■ **What the task asks**:
Each line of the data below should be repeated exactly.
----
//! Job Service
//!
//! Read and retry operations over queued jobs for operators.

use std::sync::Arc;

use motormart_core::domain::job::{Job, JobCounts, JobStatus};
use motormart_core::domain::log::LogEntry;
use motormart_store::{JobQueue, StoreError};
use thiserror::Error;
use uuid::Uuid;

#[derive(Debug, Error)]
pub enum JobError {
    #[error("Job {0} not found")]
    NotFound(Uuid),

    #[error("{0}")]
    InvalidState(String),

    #[error(transparent)]
    Store(StoreError),
}

impl From<StoreError> for JobError {
    fn from(err: StoreError) -> Self {
        match err {
            StoreError::InvalidState(msg) => JobError::InvalidState(msg),
            other => JobError::Store(other),
        }
    }
}

pub struct JobService {
    queue: Arc<dyn JobQueue>,
}

impl JobService {
    pub fn new(queue: Arc<dyn JobQueue>) -> Self {
        Self { queue }
    }

    pub async fn list(&self, queue: &str, status: Option<JobStatus>) -> Result<Vec<Job>, JobError> {
        Ok(self.queue.list(queue, status).await?)
    }

    pub async fn counts(&self, queue: &str) -> Result<JobCounts, JobError> {
        Ok(self.queue.counts(queue).await?)
    }

    pub async fn get(&self, id: Uuid) -> Result<Job, JobError> {
        self.queue
            .find_by_id(id)
            .await?
            .ok_or(JobError::NotFound(id))
    }

    pub async fn logs(&self, id: Uuid) -> Result<Vec<LogEntry>, JobError> {
        // 404 for unknown jobs rather than an empty list
        self.get(id).await?;
        Ok(self.queue.logs(id).await?)
    }

    /// Resubmit a failed job
    pub async fn retry(&self, id: Uuid) -> Result<Job, JobError> {
        let job = self.queue.retry(id).await.map_err(|e| match e {
            StoreError::NotFound(_) => JobError::NotFound(id),
            other => JobError::from(other),
        })?;

        tracing::info!("Job {} resubmitted to queue {}", job.id, job.queue);
        Ok(job)
    }
}

#[cfg(test)]
mod tests {
    use super::*;
    use motormart_core::domain::job::JobOptions;
    use motormart_core::domain::log::LogLevel;
    use motormart_store::MemoryJobQueue;

    async fn failed_job(queue: &MemoryJobQueue) -> Job {
        let job = queue
            .enqueue("orderQueue", serde_json::json!("x"), JobOptions::default())
            .await
            .unwrap();
        queue.claim_next("orderQueue", "w1").await.unwrap();
        queue.fail(job.id, "boom", None).await.unwrap()
    }

    #[tokio::test]
    async fn test_retry_failed_job() {
        let queue = MemoryJobQueue::new();
        let service = JobService::new(Arc::new(queue.clone()));
        let job = failed_job(&queue).await;
        assert_eq!(job.status, JobStatus::Failed);

        let retried = service.retry(job.id).await.unwrap();
        assert_eq!(retried.status, JobStatus::Waiting);

        assert!(matches!(
            service.retry(job.id).await,
            Err(JobError::InvalidState(_))
        ));
    }

    #[tokio::test]
    async fn test_unknown_job_is_not_found() {
        let service = JobService::new(Arc::new(MemoryJobQueue::new()));
        let id = Uuid::new_v4();

        assert!(matches!(service.get(id).await, Err(JobError::NotFound(_))));
        assert!(matches!(service.logs(id).await, Err(JobError::NotFound(_))));
        assert!(matches!(service.retry(id).await, Err(JobError::NotFound(_))));
    }

    #[tokio::test]
    async fn test_logs_and_counts() {
        let queue = MemoryJobQueue::new();
        let service = JobService::new(Arc::new(queue.clone()));
        let job = failed_job(&queue).await;
        queue
            .append_logs(job.id, vec![LogEntry::new(LogLevel::Error, "Transaction Error!")])
            .await
            .unwrap();

        let logs = service.logs(job.id).await.unwrap();
        assert_eq!(logs[0].message, "Transaction Error!");

        let counts = service.counts("orderQueue").await.unwrap();
        assert_eq!(counts.failed, 1);
        assert_eq!(
            service
                .list("orderQueue", Some(JobStatus::Failed))
                .await
                .unwrap()
                .len(),
            1
        );
    }
}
----
■ **Result of this task**:
//! Job Service
//!
//! Read and retry operations over queued jobs for operators.

use std::sync::Arc;

use motormart_core::domain::job::{Job, JobCounts, JobStatus};
use motormart_core::domain::log::LogEntry;
use motormart_store::{JobQueue, StoreError};
use thiserror::Error;
use uuid::Uuid;

#[derive(Debug, Error)]
pub enum JobError {
    #[error("Job {0} not found")]
    NotFound(Uuid),

    #[error("{0}")]
    InvalidState(String),

    #[error(transparent)]
    Store(StoreError),
}

impl From<StoreError> for JobError {
    fn from(err: StoreError) -> Self {
        match err {
            StoreError::InvalidState(msg) => JobError::InvalidState(msg),
            other => JobError::Store(other),
        }
    }
}

pub struct JobService {
    queue: Arc<dyn JobQueue>,
}

impl JobService {
    pub fn new(queue: Arc<dyn JobQueue>) -> Self {
        Self { queue }
    }

    pub async fn list(&self, queue: &str, status: Option<JobStatus>) -> Result<Vec<Job>, JobError> {
        Ok(self.queue.list(queue, status).await?)
    }

    pub async fn counts(&self, queue: &str) -> Result<JobCounts, JobError> {
        Ok(self.queue.counts(queue).await?)
    }

    pub async fn get(&self, id: Uuid) -> Result<Job, JobError> {
        self.queue
            .find_by_id(id)
            .await?
            .ok_or(JobError::NotFound(id))
    }

    pub async fn logs(&self, id: Uuid) -> Result<Vec<LogEntry>, JobError> {
        // 404 for unknown jobs rather than an empty list
        self.get(id).await?;
        Ok(self.queue.logs(id).await?)
    }

    /// Resubmit a failed job
    pub async fn retry(&self, id: Uuid) -> Result<Job, JobError> {
        let job = self.queue.retry(id).await.map_err(|e| match e {
            StoreError::NotFound(_) => JobError::NotFound(id),
            other => JobError::from(other),
        })?;

        tracing::info!("Job {} resubmitted to queue {}", job.id, job.queue);
        Ok(job)
    }
}

#[cfg(test)]
mod tests {
    use super::*;
    use motormart_core::domain::job::JobOptions;
    use motormart_core::domain::log::LogLevel;
    use motormart_store::MemoryJobQueue;

    async fn failed_job(queue: &MemoryJobQueue) -> Job {
        let job = queue
            .enqueue("orderQueue", serde_json::json!("x"), JobOptions::default())
            .await
            .unwrap();
        queue.claim_next("orderQueue", "w1").await.unwrap();
        queue.fail(job.id, "boom", None).await.unwrap()
    }

    #[tokio::test]
    async fn test_retry_failed_job() {
        let queue = MemoryJobQueue::new();
        let service = JobService::new(Arc::new(queue.clone()));
        let job = failed_job(&queue).await;
        assert_eq!(job.status, JobStatus::Failed);

        let retried = service.retry(job.id).await.unwrap();
        assert_eq!(retried.status, JobStatus::Waiting);

        assert!(matches!(
            service.retry(job.id).await,
            Err(JobError::InvalidState(_))
        ));
    }

    #[tokio::test]
    async fn test_unknown_job_is_not_found() {
        let service = JobService::new(Arc::new(MemoryJobQueue::new()));
        let id = Uuid::new_v4();

        assert!(matches!(service.get(id).await, Err(JobError::NotFound(_))));
        assert!(matches!(service.logs(id).await, Err(JobError::NotFound(_))));
        assert!(matches!(service.retry(id).await, Err(JobError::NotFound(_))));
    }

    #[tokio::test]
    async fn test_logs_and_counts() {
        let queue = MemoryJobQueue::new();
        let service = JobService::new(Arc::new(queue.clone()));
        let job = failed_job(&queue).await;
        queue
            .append_logs(job.id, vec![LogEntry::new(LogLevel::Error, "Transaction Error!")])
            .await
            .unwrap();

        let logs = service.logs(job.id).await.unwrap();
        assert_eq!(logs[0].message, "Transaction Error!");

        let counts = service.counts("orderQueue").await.unwrap();
        assert_eq!(counts.failed, 1);
        assert_eq!(
            service
                .list("orderQueue", Some(JobStatus::Failed))
                .await
                .unwrap()
                .len(),
            1
        );
    }
}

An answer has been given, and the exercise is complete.